Al Dhafrah Region Municipality

Agency overview
- Formed: 2006; 20 years ago
- Jurisdiction: Al Dhafra Region
- Headquarters: Sheikha Salama Bint Butti Road – Madinat Zayed 24°5′20″N 53°58′3″E﻿ / ﻿24.08889°N 53.96750°E
- Agency executive: Humood Humaid Al Mansoori, General Manager;
- Parent agency: Department of Municipalities and Transport
- Website: dmt.gov.ae/drm

= Al Dhafrah Region Municipality =

Municipality in the Emirate of Abu Dhabi, UAE

Al Dhafrah Region Municipality (DRM) (بلدية الظفرة), formerly Western Region Municipality (WRM) is a municipality in the Emirate of Abu Dhabi, covering the al-Dhafra region. It was constituted in 2006 and is responsible for the region's planning, development and urbanization as well as other range of local government functions.

==Description==
In May 2006 Sheikh Khalifa Bin Zayed Al Nahyan, President of the UAE and Ruler of the Emirate of Abu Dhabi, issued law no. 10 stating the Western Region Municipality shall operate independently with full legal capacity (under the umbrella of the Department of Municipal Affairs).

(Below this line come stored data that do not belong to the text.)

// SPDX-License-Identifier: MIT
// Copyright 2026 Roland Dreier <roland@rolandd.dev>

//! Database webhook authentication middleware.
//!
//! The backend signs every webhook body with the shared webhook secret and
//! sends `X-Webhook-Signature: sha256=<hex HMAC-SHA256(body)>`.

use crate::AppState;
use axum::{
    body::{to_bytes, Body},
    extract::{Request, State},
    http::StatusCode,
    middleware::Next,
    response::Response,
};
use hmac::{Hmac, Mac};
use sha2::Sha256;
use std::sync::Arc;
use subtle::ConstantTimeEq;

type HmacSha256 = Hmac<Sha256>;

pub const SIGNATURE_HEADER: &str = "x-webhook-signature";
const SIGNATURE_PREFIX: &str = "sha256=";

/// Webhook payloads larger than this are rejected.
const MAX_BODY_BYTES: usize = 1024 * 1024;

/// Signature header value for `body`.
pub fn sign_body(body: &[u8], secret: &[u8]) -> anyhow::Result<String> {
    let mut mac = HmacSha256::new_from_slice(secret)
        .map_err(|e| anyhow::anyhow!("HMAC init failed: {}", e))?;
    mac.update(body);
    Ok(format!(
        "{}{}",
        SIGNATURE_PREFIX,
        hex::encode(mac.finalize().into_bytes())
    ))
}

/// Check a signature header value against `body` in constant time.
pub fn verify_signature(body: &[u8], header: &str, secret: &[u8]) -> bool {
    let Some(signature_hex) = header.trim().strip_prefix(SIGNATURE_PREFIX) else {
        return false;
    };
    let Ok(signature) = hex::decode(signature_hex) else {
        return false;
    };

    let Ok(mut mac) = HmacSha256::new_from_slice(secret) else {
        return false;
    };
    mac.update(body);
    let expected = mac.finalize().into_bytes();

    expected.as_slice().ct_eq(&signature).into()
}

/// Require a valid body signature for `/webhook/*` routes.
pub async fn require_webhook_signature(
    State(state): State<Arc<AppState>>,
    request: Request,
    next: Next,
) -> Result<Response, StatusCode> {
    let (parts, body) = request.into_parts();

    let Some(header) = parts
        .headers
        .get(SIGNATURE_HEADER)
        .and_then(|h| h.to_str().ok())
    else {
        tracing::warn!("Blocked webhook request without signature");
        return Err(StatusCode::UNAUTHORIZED);
    };

    let bytes = to_bytes(body, MAX_BODY_BYTES)
        .await
        .map_err(|_| StatusCode::PAYLOAD_TOO_LARGE)?;

    if !verify_signature(&bytes, header, &state.config.webhook_secret) {
        tracing::warn!("Security Alert: Webhook signature mismatch");
        return Err(StatusCode::UNAUTHORIZED);
    }

    Ok(next
        .run(Request::from_parts(parts, Body::from(bytes)))
        .await)
}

The law also stated that the municipality is to be administered by the administrative body, constituted by a number of departments and specialized sections in accordance with the organizational structure adopted by the municipal Council. It is headed by the General Manager of the Municipality, and is responsible for providing and delivering municipal services to the people of the Western Region and to implement the decisions of the municipal council and all the internal and relevant regulations issued by the council.

A municipal authority was established to support the Municipal Council, which is responsible for raising the level of services throughout the region. The municipal council contains 16 members, with representatives from each of the region’s six main areas: Madinat Zayed, Mirfa, Liwa, Sila, Ghayathi and Delma to encourage wider participation on decision making.

==WRM services==
1. Distribution and transfer of lands to citizen.
2. Maintenance of parks and recreational facilities, including greenery and beautification programs. The municipality will ensure the availability of clean public spaces for families and children.
3. Operation of the Centers for Integrated Government Services (TAMM) in Madinat Zayed, Mirfa, Delma Island, Sila and Ghayathi, with more to come in Liwa.
4. Property Management, including the buying, selling and transfer of properties.
5. Issuance of building permits.
6. maintenance of roads, except national highway, in the Western Region to ensure safe and comfortable travel for residents.